Eunice Wairimu Muturi & Washington Muchii Muturi V Mavji Ramji Patel [2013] KEHC 6459 (KLR)
Full Case Text
REPUBLIC OF KENYA
IN THE HIGH COURT OF KENYA AT NAIROBI
MILIMANI LAW COURTS
LAND AND ENVIRONMENTAL DIVISION
ELC CIVIL SUIT NO. 586 OF 2005
EUNICE WAIRIMU MUTURI……………….....…….….…1ST PLAINTIFF
WASHINGTON MUCHII MUTURI......................................2ND PLAINTIFF
-VERSUS-
MAVJI RAMJI PATEL..........………........…………….......…DEFENDANT
JUDGMENT
The plaintiff by a plaint dated 17th May, 2005 filed the present suit seeking judgment against the Defendant for:
An order for specific performance compelling the defendant to complete the sale agreement dated 23rd September, 2003.
General damages.
Alternatively and without prejudice to the aforesaid prayers a full refund of all the monies paid to the defendant pursuant to the agreement with accrued interest at 30% p.a with effect from 23rd September, 2003 until full and final payment.
Costs of the suit.
The defence filed by the Defendant was ordered to be struck out by Hon. Justice Mbogholi Msagha on 20th April, 2010 following an application on the part of the plaintiff to have the defence struck out under the provisions of Order VI Rule 13(1) (b) (c) and (d) of the Civil Procedure Rules. In striking out the defence the Honourable Judge observed:-
“It is clear to me that breach is on the part of the defendant not the plaintiff. It is clear to me also that frustration of the agreement cannot be attributed to the plaintiff at all. It is also clear that the defence raised by the defendant cannot be said to contain any triable issues.

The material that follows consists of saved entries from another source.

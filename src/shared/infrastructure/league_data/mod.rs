// Ports onto collaborators this subsystem reads but never writes.
//
// Purpose
// - LineupSource: roster management's current lineup per team.
// - MatchupSource: league metadata, the scoring periods.
// - GameFeed: schedule ingestion, a player's game state on a date.
// - StatFeed: stat ingestion, a player's raw counters on a date.
// - ScoringRules: per league category weights.
//
// Boundaries
// - Read only. Missing data is `None`, an unreachable source is an error.

pub mod in_memory;

use crate::modules::roster_lock::core::game_status::GameStatus;
use crate::modules::roster_lock::core::lineup::LineupConfig;
use crate::modules::roster_lock::core::matchup::Matchup;
use crate::modules::roster_lock::core::scoring::{DailyStat, ScoringWeights};
use crate::shared::core::primitives::{LeagueId, MatchupId, PlayerId, TeamId};
use async_trait::async_trait;
use chrono::NaiveDate;

#[async_trait]
pub trait LineupSource: Send + Sync {
    async fn current_lineup(&self, team_id: TeamId) -> anyhow::Result<Option<LineupConfig>>;
}

#[async_trait]
pub trait MatchupSource: Send + Sync {
    async fn matchup(&self, matchup_id: MatchupId) -> anyhow::Result<Option<Matchup>>;
    async fn matchups_covering(&self, date: NaiveDate) -> anyhow::Result<Vec<Matchup>>;
}

#[async_trait]
pub trait GameFeed: Send + Sync {
    async fn game_status(&self, player_id: PlayerId, date: NaiveDate) -> anyhow::Result<Option<GameStatus>>;
}

#[async_trait]
pub trait StatFeed: Send + Sync {
    async fn daily_stat(&self, player_id: PlayerId, date: NaiveDate) -> anyhow::Result<Option<DailyStat>>;
}

#[async_trait]
pub trait ScoringRules: Send + Sync {
    async fn weights_for_league(&self, league_id: LeagueId) -> anyhow::Result<ScoringWeights>;
}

In that case therefore, the application by the plaintiff cannot be resisted by the defence filed and replying affidavit that has been sworn by the defendant. On my part, taking all the issues in totality, going by the pleadings herein and the submissions filed by counsel, I find that the defence filed by the defendant on 6th September, 2005 does not contain any triable issue. If anything it is intended to delay an early disposition of this suit”.
Following the striking out of the defence the plaintiff fixed the suit for formal proof hearing and the matter was listed before me on 13th March, 2013 when Mr. Washington Muchiri Muturi the 2nd plaintiff (after the initial plaintiff was substituted following death) testified on behalf of the plaintiffs. Counsel for the defendant attended the hearing and cross examined the witness on his evidence. The witness testified that he was a co-administrator of his late father’s estate with his mother and that his late father had entered into an agreement for sale with the defendant to purchase from the defendant land Parcel L.R No. 209/1832, Nairobi vide an agreement for sale dated 23rd September, 2003. A copy of the agreement was produced in evidence of PEX 2.

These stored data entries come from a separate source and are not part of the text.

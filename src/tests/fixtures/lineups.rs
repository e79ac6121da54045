// Shared test fixture for LineupConfig.
// Defaults come from json/team_a_lineup.json: team 1 in league 1, starters 101 and 102, 103 on the bench.

use crate::modules::roster_lock::core::lineup::LineupConfig;
use crate::shared::core::primitives::{PlayerId, SlotId, TeamId};
use std::fs;

pub struct LineupConfigBuilder {
    inner: LineupConfig,
}

impl Default for LineupConfigBuilder {
    fn default() -> Self {
        Self::new()
    }
}

#[allow(dead_code)]
impl LineupConfigBuilder {
    pub fn new() -> Self {
        let json_str = fs::read_to_string("./src/tests/fixtures/json/team_a_lineup.json").unwrap();
        Self {
            inner: serde_json::from_str(&json_str).unwrap(),
        }
    }

    pub fn team_id(mut self, v: TeamId) -> Self {
        self.inner.team_id = v;
        self
    }

    pub fn starters(mut self, v: Vec<PlayerId>) -> Self {
        self.inner.starters = v;
        self
    }

    pub fn bench(mut self, v: Vec<PlayerId>) -> Self {
        self.inner.bench = v;
        self
    }

    pub fn ir(mut self, v: Vec<PlayerId>) -> Self {
        self.inner.ir = v;
        self
    }

    pub fn slot_assignments(mut self, v: Vec<(PlayerId, SlotId)>) -> Self {
        self.inner.slot_assignments = v.into_iter().collect();
        self
    }

    pub fn build(self) -> LineupConfig {
        self.inner
    }
}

Under the agreement the purchase price for the property was Kshs. 10,000,000/= and the plaintiff (purchaser) paid Kshs. 3,000,000/= deposit towards the purchase price to the vendors advocates as stake holder pending completion of the transaction in terms of clause 2 of the Agreement for Sale. The balance of the purchase price of Kshs. 7,000,000/= was to be paid to the vendor on or before the completion date. The completion date was to be 90 days from the date of execution of the Agreement or such other earlier date as the parties may agree in writing. Under special conditions ‘A’ of the Agreement for sale the vendor was required on the completion date to deliver to the purchaser’s Advocates the completion documents as follows: -
Certificate of Title Number I.R No. 18/82 for the property.
The transfer of the property executed by the vendor in favour of the purchaser (in duplicate)
The consent of the commissioner of Lands.
Valid rates clearance certificate.
Valid Land rent clearance certificate
Stamp duty valuation form duly completed.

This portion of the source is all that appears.